3. Mereka yang mempunyai kekuatan dan kekuasaan harus dihormati oleh yang dikuasai. Yang kecil dan tanpa kekuasaan harus mengabdi kepada yang besar. Segala sesuatu yang berhubungan dengan yang berkuasa, juga harus dihormati oleh mereka yang di bawahnya, isteri bawahan harus menghormat isteri atasan, anak bawahan harus menomorsatukan anak atasan, dan seterusnya.

Jiwa feodal masih tertanam subur dalam diri Manusia Indonesia. Nilai-nilai feodalisme merupakan warisan dari negara-negara kerajaan yang ada pada zaman dahulu di nusantara, lalu diambil alih oleh para penjajah, terjadi revolusi kemerdekaan yang sebenarnya bertujuan untuk menghilangkan feodalisme yang ada pada diri Manusia Indonesia.

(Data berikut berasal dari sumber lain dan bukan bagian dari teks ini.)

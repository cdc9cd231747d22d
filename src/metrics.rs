use polars::prelude::*;
use serde::Serialize;

use crate::domain::Selection;
use crate::error::PainelError;
use crate::table::Dataset;

#[derive(Debug, Clone, Copy, PartialEq, Serialize)]
#[serde(tag = "kind", content = "value", rename_all = "snake_case")]
pub enum Metric {
    Sum(f64),
    Count(usize),
    Empty,
}

impl Metric {
    pub fn value(&self) -> f64 {
        match self {
            Metric::Sum(value) => *value,
            Metric::Count(count) => *count as f64,
            Metric::Empty => 0.0,
        }
    }
}

pub fn summarize(
    dataset: Option<&Dataset>,
    selection: &Selection,
    column: &str,
) -> Result<Metric, PainelError> {
    let Some(dataset) = dataset else {
        return Ok(Metric::Empty);
    };
    if selection.is_empty() {
        return Ok(Metric::Empty);
    }
    let rows = dataset.rows_for(selection)?;
    if rows.get_column_index(column).is_none() {
        return Ok(Metric::Count(rows.height()));
    }
    Ok(Metric::Sum(column_sum(&rows, column)?))
}

pub fn count_matching(
    dataset: Option<&Dataset>,
    selection: &Selection,
) -> Result<Option<usize>, PainelError> {
    match dataset {
        Some(dataset) if dataset.has_join_key() && !selection.is_empty() => {
            Ok(Some(dataset.rows_for(selection)?.height()))
        }
        _ => Ok(None),
    }
}

pub fn sum_first_present(
    dataset: Option<&Dataset>,
    selection: &Selection,
    candidates: &[&str],
) -> Result<Option<f64>, PainelError> {
    let Some(dataset) = dataset else {
        return Ok(None);
    };
    let Some(column) = candidates.iter().find(|column| dataset.has_column(column)) else {
        return Ok(None);
    };
    if selection.is_empty() {
        return Ok(Some(0.0));
    }
    let rows = dataset.rows_for(selection)?;
    Ok(Some(column_sum(&rows, column)?))
}

fn column_sum(frame: &DataFrame, column: &str) -> Result<f64, PainelError> {
    let values = frame
        .column(column)?
        .as_materialized_series()
        .cast(&DataType::Float64)?;
    Ok(values.f64()?.into_iter().flatten().sum())
}

#[cfg(test)]
mod tests {
    use super::*;
    use crate::domain::DatasetName;

    fn properties() -> Dataset {
        let frame = DataFrame::new(vec![
            Column::new("ID".into(), vec!["1", "1", "2", "3"]),
            Column::new("num_area".into(), vec![Some(10.0), Some(5.0), None, Some(7.0)]),
        ])
        .unwrap();
        Dataset::from_frame(DatasetName::ImoveisCar, frame).unwrap()
    }

    fn selection(ids: &[&str]) -> Selection {
        ids.iter().copied().collect()
    }

    #[test]
    fn sums_selected_rows_skipping_nulls() {
        let metric = summarize(Some(&properties()), &selection(&["1", "2"]), "area_ha").unwrap();
        assert_eq!(metric, Metric::Sum(15.0));
    }

    #[test]
    fn absent_column_counts_rows() {
        let metric = summarize(Some(&properties()), &selection(&["1", "3"]), "modulos").unwrap();
        assert_eq!(metric, Metric::Count(3));
        assert_eq!(metric.value(), 3.0);
    }

    #[test]
    fn absent_dataset_or_selection_is_empty() {
        assert_eq!(summarize(None, &selection(&["1"]), "area_ha").unwrap(), Metric::Empty);
        let metric = summarize(Some(&properties()), &Selection::default(), "area_ha").unwrap();
        assert_eq!(metric, Metric::Empty);
        assert_eq!(metric.value(), 0.0);
    }

    #[test]
    fn count_matching_needs_join_key() {
        assert_eq!(count_matching(Some(&properties()), &selection(&["1"])).unwrap(), Some(2));
        assert_eq!(count_matching(None, &selection(&["1"])).unwrap(), None);

        let keyless = DataFrame::new(vec![Column::new("nome".into(), vec!["a"])]).unwrap();
        let keyless = Dataset::from_frame(DatasetName::Nascentes, keyless).unwrap();
        assert_eq!(count_matching(Some(&keyless), &selection(&["1"])).unwrap(), None);
    }

    #[test]
    fn first_present_candidate_is_summed() {
        let total = sum_first_present(
            Some(&properties()),
            &selection(&["3"]),
            &["length_km", "area_ha"],
        )
        .unwrap();
        assert_eq!(total, Some(7.0));
        assert_eq!(
            sum_first_present(Some(&properties()), &selection(&["3"]), &["length_km"]).unwrap(),
            None
        );
    }
}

Sikap feodal ini bersifat destruktif karena seorang bawahan akan menganggap mereka yang lebih tinggi dari mereka adalah benar dalam setiap tindakannya, ketidakbolehan dalam menyangkal walau itu salah sekalipun merupakan salah satu keburukan dari feodalisme. Selain itu juga menghancurkan harkat dan martabat manusia sebagai manusia yang sama derajatnya dengan manusia lain.

Seperti yang ada dalam zaman sekarang di mana seorang bawahan dikatakan tidak sopan jika menegur atasan karena alasan yang benar, merupakan suatu bentuk dari feodalisme. Tidak didengarnya suara mereka yang ada di bawah sebagai suara manusia juga merupakan bentuk nyata dari feodalisme yang terjadi pada manusia Indonesia.

Hanya saja kerajaan yang dimaksud sudah bukan raja lagi sebagai pemimpin namun raja-raja tersebut sudah diganti namanya menjadi presiden, menteri, jenderal, rektor, dosen, dan lainnya. Nyata sekali bahwa feodalisme menghambat proses perkembangan manusia karena tidak sampainya kritik terhadap pemimpin karena dua hal yaitu bawahan yang segan dalam melakukannya dan pemimpin yang tidak mau mendengar suara dari bawah.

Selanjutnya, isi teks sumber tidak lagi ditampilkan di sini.